▸ WHAT IS EXPECTED
Go through the material under this sentence. Return every line holding "InMemoryBackend".
[AVAILABLE RECORDS — start]
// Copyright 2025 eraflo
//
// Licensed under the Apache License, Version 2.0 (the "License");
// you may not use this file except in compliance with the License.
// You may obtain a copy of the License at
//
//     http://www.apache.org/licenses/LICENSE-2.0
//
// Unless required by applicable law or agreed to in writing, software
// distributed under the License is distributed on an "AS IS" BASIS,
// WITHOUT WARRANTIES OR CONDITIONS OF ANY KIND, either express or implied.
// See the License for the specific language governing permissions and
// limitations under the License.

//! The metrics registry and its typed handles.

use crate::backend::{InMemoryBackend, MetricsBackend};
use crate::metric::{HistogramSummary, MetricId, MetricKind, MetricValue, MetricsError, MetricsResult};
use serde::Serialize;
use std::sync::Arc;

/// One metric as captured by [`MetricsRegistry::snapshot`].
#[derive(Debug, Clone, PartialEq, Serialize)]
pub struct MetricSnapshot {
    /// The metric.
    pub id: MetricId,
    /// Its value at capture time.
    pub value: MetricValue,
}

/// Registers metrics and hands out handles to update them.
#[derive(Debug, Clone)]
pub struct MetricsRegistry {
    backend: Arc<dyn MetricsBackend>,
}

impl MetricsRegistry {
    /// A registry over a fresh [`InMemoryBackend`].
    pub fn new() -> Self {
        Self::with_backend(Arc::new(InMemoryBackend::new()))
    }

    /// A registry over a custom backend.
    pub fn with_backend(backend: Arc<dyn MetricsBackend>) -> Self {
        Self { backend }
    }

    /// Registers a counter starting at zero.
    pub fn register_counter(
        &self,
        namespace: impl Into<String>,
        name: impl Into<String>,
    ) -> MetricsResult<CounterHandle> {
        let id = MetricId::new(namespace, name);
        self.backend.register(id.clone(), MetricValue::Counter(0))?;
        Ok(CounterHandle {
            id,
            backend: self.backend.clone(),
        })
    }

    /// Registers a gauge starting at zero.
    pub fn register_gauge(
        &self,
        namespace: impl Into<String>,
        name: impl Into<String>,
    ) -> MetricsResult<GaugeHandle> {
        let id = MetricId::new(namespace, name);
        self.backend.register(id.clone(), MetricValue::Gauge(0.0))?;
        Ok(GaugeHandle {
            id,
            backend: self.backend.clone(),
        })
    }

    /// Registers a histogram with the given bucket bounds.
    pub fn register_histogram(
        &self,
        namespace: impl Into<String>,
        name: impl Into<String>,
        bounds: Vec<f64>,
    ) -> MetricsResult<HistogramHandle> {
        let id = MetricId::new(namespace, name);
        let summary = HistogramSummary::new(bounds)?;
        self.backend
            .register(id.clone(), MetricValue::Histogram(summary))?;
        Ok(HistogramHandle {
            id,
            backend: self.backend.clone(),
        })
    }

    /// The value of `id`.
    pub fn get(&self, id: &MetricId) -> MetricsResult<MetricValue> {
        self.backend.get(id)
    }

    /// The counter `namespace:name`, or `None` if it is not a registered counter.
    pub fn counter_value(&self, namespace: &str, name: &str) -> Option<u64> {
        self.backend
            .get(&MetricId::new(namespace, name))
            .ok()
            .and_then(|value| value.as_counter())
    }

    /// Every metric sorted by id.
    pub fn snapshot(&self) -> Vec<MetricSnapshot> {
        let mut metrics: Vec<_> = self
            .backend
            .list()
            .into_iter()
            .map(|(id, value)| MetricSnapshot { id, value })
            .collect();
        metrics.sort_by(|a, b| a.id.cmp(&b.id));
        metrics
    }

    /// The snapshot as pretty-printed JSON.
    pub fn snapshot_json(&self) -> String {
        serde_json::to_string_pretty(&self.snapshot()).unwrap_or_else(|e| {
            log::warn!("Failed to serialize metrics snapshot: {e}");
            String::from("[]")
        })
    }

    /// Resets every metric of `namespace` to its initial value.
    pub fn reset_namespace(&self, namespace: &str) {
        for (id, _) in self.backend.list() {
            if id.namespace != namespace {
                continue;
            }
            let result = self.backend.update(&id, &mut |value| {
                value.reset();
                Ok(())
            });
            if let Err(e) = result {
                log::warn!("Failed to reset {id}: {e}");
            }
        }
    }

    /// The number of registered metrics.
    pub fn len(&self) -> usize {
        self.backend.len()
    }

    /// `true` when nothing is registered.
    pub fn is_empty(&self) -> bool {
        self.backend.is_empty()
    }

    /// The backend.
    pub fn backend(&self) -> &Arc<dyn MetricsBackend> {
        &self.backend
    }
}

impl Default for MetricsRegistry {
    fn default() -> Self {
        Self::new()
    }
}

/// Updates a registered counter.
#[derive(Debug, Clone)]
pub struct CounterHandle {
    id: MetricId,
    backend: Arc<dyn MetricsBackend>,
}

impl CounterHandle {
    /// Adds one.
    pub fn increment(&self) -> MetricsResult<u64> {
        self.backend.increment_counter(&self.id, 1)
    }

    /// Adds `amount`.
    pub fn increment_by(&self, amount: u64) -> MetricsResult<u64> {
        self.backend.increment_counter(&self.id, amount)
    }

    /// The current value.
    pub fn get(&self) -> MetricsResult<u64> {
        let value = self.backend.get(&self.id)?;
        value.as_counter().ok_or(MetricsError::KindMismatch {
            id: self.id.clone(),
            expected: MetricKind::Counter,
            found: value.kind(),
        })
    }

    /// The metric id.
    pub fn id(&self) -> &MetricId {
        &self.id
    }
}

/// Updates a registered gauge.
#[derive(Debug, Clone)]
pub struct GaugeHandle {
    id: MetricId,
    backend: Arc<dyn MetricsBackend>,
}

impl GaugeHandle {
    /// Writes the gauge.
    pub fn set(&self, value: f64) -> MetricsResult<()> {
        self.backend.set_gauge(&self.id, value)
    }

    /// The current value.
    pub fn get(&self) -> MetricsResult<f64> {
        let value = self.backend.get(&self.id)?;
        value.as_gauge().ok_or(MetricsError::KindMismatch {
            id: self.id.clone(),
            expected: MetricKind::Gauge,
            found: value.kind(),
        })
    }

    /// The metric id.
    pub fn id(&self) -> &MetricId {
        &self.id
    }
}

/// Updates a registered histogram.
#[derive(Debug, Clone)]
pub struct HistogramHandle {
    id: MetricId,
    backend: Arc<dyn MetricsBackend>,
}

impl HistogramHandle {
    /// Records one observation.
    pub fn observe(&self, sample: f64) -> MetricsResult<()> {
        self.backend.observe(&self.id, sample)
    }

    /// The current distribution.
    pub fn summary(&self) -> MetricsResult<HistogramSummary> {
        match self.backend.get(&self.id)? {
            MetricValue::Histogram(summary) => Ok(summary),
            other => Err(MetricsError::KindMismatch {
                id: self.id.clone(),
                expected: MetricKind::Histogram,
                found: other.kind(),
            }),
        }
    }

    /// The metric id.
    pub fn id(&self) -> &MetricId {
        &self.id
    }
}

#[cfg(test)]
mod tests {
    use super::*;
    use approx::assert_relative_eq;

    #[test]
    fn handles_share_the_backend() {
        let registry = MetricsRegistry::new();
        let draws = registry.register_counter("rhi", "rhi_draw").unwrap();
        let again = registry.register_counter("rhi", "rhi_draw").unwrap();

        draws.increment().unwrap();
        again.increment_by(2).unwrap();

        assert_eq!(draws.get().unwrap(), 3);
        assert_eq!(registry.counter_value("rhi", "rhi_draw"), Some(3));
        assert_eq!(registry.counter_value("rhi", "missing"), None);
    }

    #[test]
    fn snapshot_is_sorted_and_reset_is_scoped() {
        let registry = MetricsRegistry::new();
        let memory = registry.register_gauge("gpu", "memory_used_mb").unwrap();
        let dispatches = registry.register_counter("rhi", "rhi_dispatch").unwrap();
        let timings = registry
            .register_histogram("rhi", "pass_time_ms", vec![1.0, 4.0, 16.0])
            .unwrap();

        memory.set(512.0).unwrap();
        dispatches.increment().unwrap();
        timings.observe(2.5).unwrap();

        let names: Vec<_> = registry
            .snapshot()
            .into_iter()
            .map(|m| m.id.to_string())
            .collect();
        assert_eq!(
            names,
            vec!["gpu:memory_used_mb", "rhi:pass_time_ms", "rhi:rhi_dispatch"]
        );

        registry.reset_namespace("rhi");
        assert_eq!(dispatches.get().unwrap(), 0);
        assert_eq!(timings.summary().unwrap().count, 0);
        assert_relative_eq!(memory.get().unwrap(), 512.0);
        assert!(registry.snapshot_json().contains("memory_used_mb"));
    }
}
[AVAILABLE RECORDS — finish]
▸ SOLUTION TO THE EXERCISE
use crate::backend::{InMemoryBackend, MetricsBackend};
    /// A registry over a fresh [`InMemoryBackend`].
        Self::with_backend(Arc::new(InMemoryBackend::new()))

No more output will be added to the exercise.